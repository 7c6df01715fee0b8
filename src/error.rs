//! Error types and HTTP error response handling for the internal API.
//!
//! `AppError` covers the bot-facing endpoints only. The gateway callback
//! endpoint never produces one; it always answers with the gateway's own
//! numeric code taxonomy (see `models::callback`).

use axum::{
    Json,
    http::StatusCode,
    response::{IntoResponse, Response},
};
use serde_json::json;

use crate::store::StoreError;

/// Application-wide error type for the internal API.
///
/// Each variant maps to a specific HTTP status code and error message.
#[derive(Debug, thiserror::Error)]
pub enum AppError {
    /// A store operation failed.
    ///
    /// Wraps `StoreError` via `#[from]`, so handlers and services can use
    /// `?` on store calls directly.
    #[error("Store error: {0}")]
    Store(#[from] StoreError),

    /// API key is missing or does not match the configured key.
    ///
    /// Returns HTTP 401 Unauthorized.
    #[error("Invalid API key")]
    InvalidApiKey,

    /// Requested payment does not exist.
    ///
    /// Returns HTTP 404 Not Found.
    #[error("Payment not found")]
    PaymentNotFound,

    /// Request body or parameters are invalid.
    ///
    /// Returns HTTP 400 Bad Request. The String carries the detail.
    #[error("Invalid request")]
    InvalidRequest(String),
}

/// Convert AppError into an HTTP response.
///
/// # Response Format
///
/// All errors return JSON in this format:
/// ```json
/// {
///   "error": {
///     "code": "error_type",
///     "message": "Human-readable error message"
///   }
/// }
/// ```
///
/// # Status Code Mapping
///
/// - `InvalidApiKey` → 401 Unauthorized
/// - `PaymentNotFound` → 404 Not Found
/// - `InvalidRequest` → 400 Bad Request
/// - `Store` → 500 Internal Server Error (details logged, never exposed)
impl IntoResponse for AppError {
    fn into_response(self) -> Response {
        let (status, code, message) = match self {
            AppError::InvalidApiKey => (
                StatusCode::UNAUTHORIZED,
                "invalid_api_key",
                self.to_string(),
            ),
            AppError::PaymentNotFound => {
                (StatusCode::NOT_FOUND, "payment_not_found", self.to_string())
            }
            AppError::InvalidRequest(ref msg) => {
                (StatusCode::BAD_REQUEST, "invalid_request", msg.clone())
            }
            AppError::Store(ref err) => {
                tracing::error!(error = %err, "store failure surfaced to the internal API");
                (
                    StatusCode::INTERNAL_SERVER_ERROR,
                    "internal_error",
                    "An internal error occurred".to_string(),
                )
            }
        };

        let body = Json(json!({
            "error": {
                "code": code,
                "message": message
            }
        }));

        (status, body).into_response()
    }
}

○ ○ ○ ○ ○ ○ ○

__Task details__
Search the material above for lines containing the string "never", then pull them out.

__Solution for this exercise__
//! endpoint never produces one; it always answers with the gateway's own
/// - `Store` → 500 Internal Server Error (details logged, never exposed)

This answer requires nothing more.